**WHAT THE TASK ASKS**
Nothing but an exact copy of the listing should appear in the response.

**EXERCISE DATA**
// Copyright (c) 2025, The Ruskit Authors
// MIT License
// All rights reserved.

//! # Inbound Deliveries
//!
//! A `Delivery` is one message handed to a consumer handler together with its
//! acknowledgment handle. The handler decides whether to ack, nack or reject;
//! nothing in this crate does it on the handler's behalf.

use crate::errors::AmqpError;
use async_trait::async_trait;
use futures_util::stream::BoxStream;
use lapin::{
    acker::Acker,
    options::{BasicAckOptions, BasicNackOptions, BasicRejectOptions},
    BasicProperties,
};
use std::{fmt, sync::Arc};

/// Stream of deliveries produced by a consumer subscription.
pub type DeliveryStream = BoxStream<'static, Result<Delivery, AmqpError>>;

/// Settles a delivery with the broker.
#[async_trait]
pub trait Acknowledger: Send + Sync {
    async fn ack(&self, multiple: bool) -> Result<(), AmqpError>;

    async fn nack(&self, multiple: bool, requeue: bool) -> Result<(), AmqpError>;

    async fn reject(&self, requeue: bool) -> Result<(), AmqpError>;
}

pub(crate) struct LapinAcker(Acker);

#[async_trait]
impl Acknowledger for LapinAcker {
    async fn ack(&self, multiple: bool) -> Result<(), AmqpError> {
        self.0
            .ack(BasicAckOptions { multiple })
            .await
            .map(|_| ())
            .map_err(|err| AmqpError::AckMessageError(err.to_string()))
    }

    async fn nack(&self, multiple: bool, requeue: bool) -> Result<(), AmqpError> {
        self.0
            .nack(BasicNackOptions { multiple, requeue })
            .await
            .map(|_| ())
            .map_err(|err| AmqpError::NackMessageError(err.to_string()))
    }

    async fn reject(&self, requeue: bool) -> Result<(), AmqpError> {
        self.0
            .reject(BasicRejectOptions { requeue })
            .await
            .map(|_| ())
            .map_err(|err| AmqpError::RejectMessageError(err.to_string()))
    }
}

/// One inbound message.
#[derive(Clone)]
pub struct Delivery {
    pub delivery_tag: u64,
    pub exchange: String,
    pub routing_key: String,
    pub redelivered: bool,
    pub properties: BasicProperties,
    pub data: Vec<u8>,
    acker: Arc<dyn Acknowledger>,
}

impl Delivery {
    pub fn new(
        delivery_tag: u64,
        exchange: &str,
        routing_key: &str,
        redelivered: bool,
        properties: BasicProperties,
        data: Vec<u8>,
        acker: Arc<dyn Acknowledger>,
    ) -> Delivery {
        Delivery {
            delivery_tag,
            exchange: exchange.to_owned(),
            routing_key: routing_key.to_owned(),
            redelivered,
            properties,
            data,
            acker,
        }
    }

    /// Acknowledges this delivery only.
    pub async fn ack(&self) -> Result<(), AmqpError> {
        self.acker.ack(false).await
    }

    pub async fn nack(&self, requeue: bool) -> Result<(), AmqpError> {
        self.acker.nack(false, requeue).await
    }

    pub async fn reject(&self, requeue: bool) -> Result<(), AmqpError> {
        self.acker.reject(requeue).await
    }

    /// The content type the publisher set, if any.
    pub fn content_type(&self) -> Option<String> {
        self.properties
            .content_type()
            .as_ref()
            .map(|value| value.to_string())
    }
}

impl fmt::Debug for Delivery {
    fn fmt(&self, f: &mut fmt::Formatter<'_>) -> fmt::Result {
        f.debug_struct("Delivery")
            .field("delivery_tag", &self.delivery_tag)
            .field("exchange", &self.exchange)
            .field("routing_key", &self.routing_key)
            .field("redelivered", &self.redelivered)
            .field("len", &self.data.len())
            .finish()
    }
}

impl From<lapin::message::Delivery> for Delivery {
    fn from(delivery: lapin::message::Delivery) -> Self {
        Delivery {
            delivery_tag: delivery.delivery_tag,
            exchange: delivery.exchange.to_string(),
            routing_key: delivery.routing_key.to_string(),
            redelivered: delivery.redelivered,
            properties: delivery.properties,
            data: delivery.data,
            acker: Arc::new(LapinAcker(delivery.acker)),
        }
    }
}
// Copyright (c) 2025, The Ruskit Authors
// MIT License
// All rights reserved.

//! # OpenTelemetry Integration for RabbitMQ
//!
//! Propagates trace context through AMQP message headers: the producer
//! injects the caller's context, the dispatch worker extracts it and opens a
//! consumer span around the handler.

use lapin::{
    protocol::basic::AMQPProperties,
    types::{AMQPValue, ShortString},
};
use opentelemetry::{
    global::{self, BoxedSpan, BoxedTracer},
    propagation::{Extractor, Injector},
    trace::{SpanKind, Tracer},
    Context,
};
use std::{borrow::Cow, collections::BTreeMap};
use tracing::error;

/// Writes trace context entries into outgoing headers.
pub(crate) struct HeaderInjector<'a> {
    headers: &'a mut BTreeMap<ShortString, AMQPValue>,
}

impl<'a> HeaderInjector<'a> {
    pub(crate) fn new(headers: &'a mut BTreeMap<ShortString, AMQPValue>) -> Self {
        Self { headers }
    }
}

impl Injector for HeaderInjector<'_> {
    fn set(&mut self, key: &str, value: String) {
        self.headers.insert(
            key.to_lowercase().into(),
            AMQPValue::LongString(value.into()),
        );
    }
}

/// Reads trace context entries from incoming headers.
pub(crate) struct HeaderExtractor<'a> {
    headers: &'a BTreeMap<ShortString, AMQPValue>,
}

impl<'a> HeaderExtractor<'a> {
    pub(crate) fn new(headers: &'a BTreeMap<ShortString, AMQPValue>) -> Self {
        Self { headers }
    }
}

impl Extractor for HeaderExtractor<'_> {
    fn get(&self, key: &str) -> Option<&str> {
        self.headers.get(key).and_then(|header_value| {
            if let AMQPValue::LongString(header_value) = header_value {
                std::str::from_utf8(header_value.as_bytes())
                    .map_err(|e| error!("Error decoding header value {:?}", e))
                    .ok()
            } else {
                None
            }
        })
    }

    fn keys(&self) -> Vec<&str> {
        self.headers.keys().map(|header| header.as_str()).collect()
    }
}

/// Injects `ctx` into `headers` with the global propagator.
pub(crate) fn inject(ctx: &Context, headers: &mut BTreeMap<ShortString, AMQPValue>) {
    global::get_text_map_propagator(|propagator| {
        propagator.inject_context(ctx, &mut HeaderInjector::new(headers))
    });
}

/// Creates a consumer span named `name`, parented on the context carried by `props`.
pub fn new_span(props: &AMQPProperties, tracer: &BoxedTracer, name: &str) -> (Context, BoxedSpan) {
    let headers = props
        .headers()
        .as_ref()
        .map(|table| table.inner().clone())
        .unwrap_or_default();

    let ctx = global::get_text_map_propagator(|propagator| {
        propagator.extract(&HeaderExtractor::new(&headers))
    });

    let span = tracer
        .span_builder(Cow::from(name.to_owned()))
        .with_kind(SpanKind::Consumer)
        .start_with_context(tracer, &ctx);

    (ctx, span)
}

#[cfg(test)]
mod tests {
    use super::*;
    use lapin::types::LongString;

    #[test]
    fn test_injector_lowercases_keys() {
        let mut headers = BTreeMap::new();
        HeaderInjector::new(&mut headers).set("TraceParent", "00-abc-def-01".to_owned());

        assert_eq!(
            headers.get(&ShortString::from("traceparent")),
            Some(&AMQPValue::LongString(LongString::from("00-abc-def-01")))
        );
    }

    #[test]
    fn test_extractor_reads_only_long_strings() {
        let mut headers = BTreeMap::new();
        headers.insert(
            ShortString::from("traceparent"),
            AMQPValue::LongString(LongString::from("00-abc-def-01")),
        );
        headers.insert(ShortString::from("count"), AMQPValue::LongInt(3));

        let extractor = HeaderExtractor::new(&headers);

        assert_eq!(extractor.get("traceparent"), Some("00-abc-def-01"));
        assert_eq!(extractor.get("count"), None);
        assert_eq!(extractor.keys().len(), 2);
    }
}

**SOLUTION TO THIS PROBLEM**
// Copyright (c) 2025, The Ruskit Authors
// MIT License
// All rights reserved.

//! # Inbound Deliveries
//!
//! A `Delivery` is one message handed to a consumer handler together with its
//! acknowledgment handle. The handler decides whether to ack, nack or reject;
//! nothing in this crate does it on the handler's behalf.

use crate::errors::AmqpError;
use async_trait::async_trait;
use futures_util::stream::BoxStream;
use lapin::{
    acker::Acker,
    options::{BasicAckOptions, BasicNackOptions, BasicRejectOptions},
    BasicProperties,
};
use std::{fmt, sync::Arc};

/// Stream of deliveries produced by a consumer subscription.
pub type DeliveryStream = BoxStream<'static, Result<Delivery, AmqpError>>;

/// Settles a delivery with the broker.
#[async_trait]
pub trait Acknowledger: Send + Sync {
    async fn ack(&self, multiple: bool) -> Result<(), AmqpError>;

    async fn nack(&self, multiple: bool, requeue: bool) -> Result<(), AmqpError>;

    async fn reject(&self, requeue: bool) -> Result<(), AmqpError>;
}

pub(crate) struct LapinAcker(Acker);

#[async_trait]
impl Acknowledger for LapinAcker {
    async fn ack(&self, multiple: bool) -> Result<(), AmqpError> {
        self.0
            .ack(BasicAckOptions { multiple })
            .await
            .map(|_| ())
            .map_err(|err| AmqpError::AckMessageError(err.to_string()))
    }

    async fn nack(&self, multiple: bool, requeue: bool) -> Result<(), AmqpError> {
        self.0
            .nack(BasicNackOptions { multiple, requeue })
            .await
            .map(|_| ())
            .map_err(|err| AmqpError::NackMessageError(err.to_string()))
    }

    async fn reject(&self, requeue: bool) -> Result<(), AmqpError> {
        self.0
            .reject(BasicRejectOptions { requeue })
            .await
            .map(|_| ())
            .map_err(|err| AmqpError::RejectMessageError(err.to_string()))
    }
}

/// One inbound message.
#[derive(Clone)]
pub struct Delivery {
    pub delivery_tag: u64,
    pub exchange: String,
    pub routing_key: String,
    pub redelivered: bool,
    pub properties: BasicProperties,
    pub data: Vec<u8>,
    acker: Arc<dyn Acknowledger>,
}

impl Delivery {
    pub fn new(
        delivery_tag: u64,
        exchange: &str,
        routing_key: &str,
        redelivered: bool,
        properties: BasicProperties,
        data: Vec<u8>,
        acker: Arc<dyn Acknowledger>,
    ) -> Delivery {
        Delivery {
            delivery_tag,
            exchange: exchange.to_owned(),
            routing_key: routing_key.to_owned(),
            redelivered,
            properties,
            data,
            acker,
        }
    }

    /// Acknowledges this delivery only.
    pub async fn ack(&self) -> Result<(), AmqpError> {
        self.acker.ack(false).await
    }

    pub async fn nack(&self, requeue: bool) -> Result<(), AmqpError> {
        self.acker.nack(false, requeue).await
    }

    pub async fn reject(&self, requeue: bool) -> Result<(), AmqpError> {
        self.acker.reject(requeue).await
    }

    /// The content type the publisher set, if any.
    pub fn content_type(&self) -> Option<String> {
        self.properties
            .content_type()
            .as_ref()
            .map(|value| value.to_string())
    }
}

impl fmt::Debug for Delivery {
    fn fmt(&self, f: &mut fmt::Formatter<'_>) -> fmt::Result {
        f.debug_struct("Delivery")
            .field("delivery_tag", &self.delivery_tag)
            .field("exchange", &self.exchange)
            .field("routing_key", &self.routing_key)
            .field("redelivered", &self.redelivered)
            .field("len", &self.data.len())
            .finish()
    }
}

impl From<lapin::message::Delivery> for Delivery {
    fn from(delivery: lapin::message::Delivery) -> Self {
        Delivery {
            delivery_tag: delivery.delivery_tag,
            exchange: delivery.exchange.to_string(),
            routing_key: delivery.routing_key.to_string(),
            redelivered: delivery.redelivered,
            properties: delivery.properties,
            data: delivery.data,
            acker: Arc::new(LapinAcker(delivery.acker)),
        }
    }
}
// Copyright (c) 2025, The Ruskit Authors
// MIT License
// All rights reserved.

//! # OpenTelemetry Integration for RabbitMQ
//!
//! Propagates trace context through AMQP message headers: the producer
//! injects the caller's context, the dispatch worker extracts it and opens a
//! consumer span around the handler.

use lapin::{
    protocol::basic::AMQPProperties,
    types::{AMQPValue, ShortString},
};
use opentelemetry::{
    global::{self, BoxedSpan, BoxedTracer},
    propagation::{Extractor, Injector},
    trace::{SpanKind, Tracer},
    Context,
};
use std::{borrow::Cow, collections::BTreeMap};
use tracing::error;

/// Writes trace context entries into outgoing headers.
pub(crate) struct HeaderInjector<'a> {
    headers: &'a mut BTreeMap<ShortString, AMQPValue>,
}

impl<'a> HeaderInjector<'a> {
    pub(crate) fn new(headers: &'a mut BTreeMap<ShortString, AMQPValue>) -> Self {
        Self { headers }
    }
}

impl Injector for HeaderInjector<'_> {
    fn set(&mut self, key: &str, value: String) {
        self.headers.insert(
            key.to_lowercase().into(),
            AMQPValue::LongString(value.into()),
        );
    }
}

/// Reads trace context entries from incoming headers.
pub(crate) struct HeaderExtractor<'a> {
    headers: &'a BTreeMap<ShortString, AMQPValue>,
}

impl<'a> HeaderExtractor<'a> {
    pub(crate) fn new(headers: &'a BTreeMap<ShortString, AMQPValue>) -> Self {
        Self { headers }
    }
}

impl Extractor for HeaderExtractor<'_> {
    fn get(&self, key: &str) -> Option<&str> {
        self.headers.get(key).and_then(|header_value| {
            if let AMQPValue::LongString(header_value) = header_value {
                std::str::from_utf8(header_value.as_bytes())
                    .map_err(|e| error!("Error decoding header value {:?}", e))
                    .ok()
            } else {
                None
            }
        })
    }

    fn keys(&self) -> Vec<&str> {
        self.headers.keys().map(|header| header.as_str()).collect()
    }
}

/// Injects `ctx` into `headers` with the global propagator.
pub(crate) fn inject(ctx: &Context, headers: &mut BTreeMap<ShortString, AMQPValue>) {
    global::get_text_map_propagator(|propagator| {
        propagator.inject_context(ctx, &mut HeaderInjector::new(headers))
    });
}

/// Creates a consumer span named `name`, parented on the context carried by `props`.
pub fn new_span(props: &AMQPProperties, tracer: &BoxedTracer, name: &str) -> (Context, BoxedSpan) {
    let headers = props
        .headers()
        .as_ref()
        .map(|table| table.inner().clone())
        .unwrap_or_default();

    let ctx = global::get_text_map_propagator(|propagator| {
        propagator.extract(&HeaderExtractor::new(&headers))
    });

    let span = tracer
        .span_builder(Cow::from(name.to_owned()))
        .with_kind(SpanKind::Consumer)
        .start_with_context(tracer, &ctx);

    (ctx, span)
}

#[cfg(test)]
mod tests {
    use super::*;
    use lapin::types::LongString;

    #[test]
    fn test_injector_lowercases_keys() {
        let mut headers = BTreeMap::new();
        HeaderInjector::new(&mut headers).set("TraceParent", "00-abc-def-01".to_owned());

        assert_eq!(
            headers.get(&ShortString::from("traceparent")),
            Some(&AMQPValue::LongString(LongString::from("00-abc-def-01")))
        );
    }

    #[test]
    fn test_extractor_reads_only_long_strings() {
        let mut headers = BTreeMap::new();
        headers.insert(
            ShortString::from("traceparent"),
            AMQPValue::LongString(LongString::from("00-abc-def-01")),
        );
        headers.insert(ShortString::from("count"), AMQPValue::LongInt(3));

        let extractor = HeaderExtractor::new(&headers);

        assert_eq!(extractor.get("traceparent"), Some("00-abc-def-01"));
        assert_eq!(extractor.get("count"), None);
        assert_eq!(extractor.keys().len(), 2);
    }
}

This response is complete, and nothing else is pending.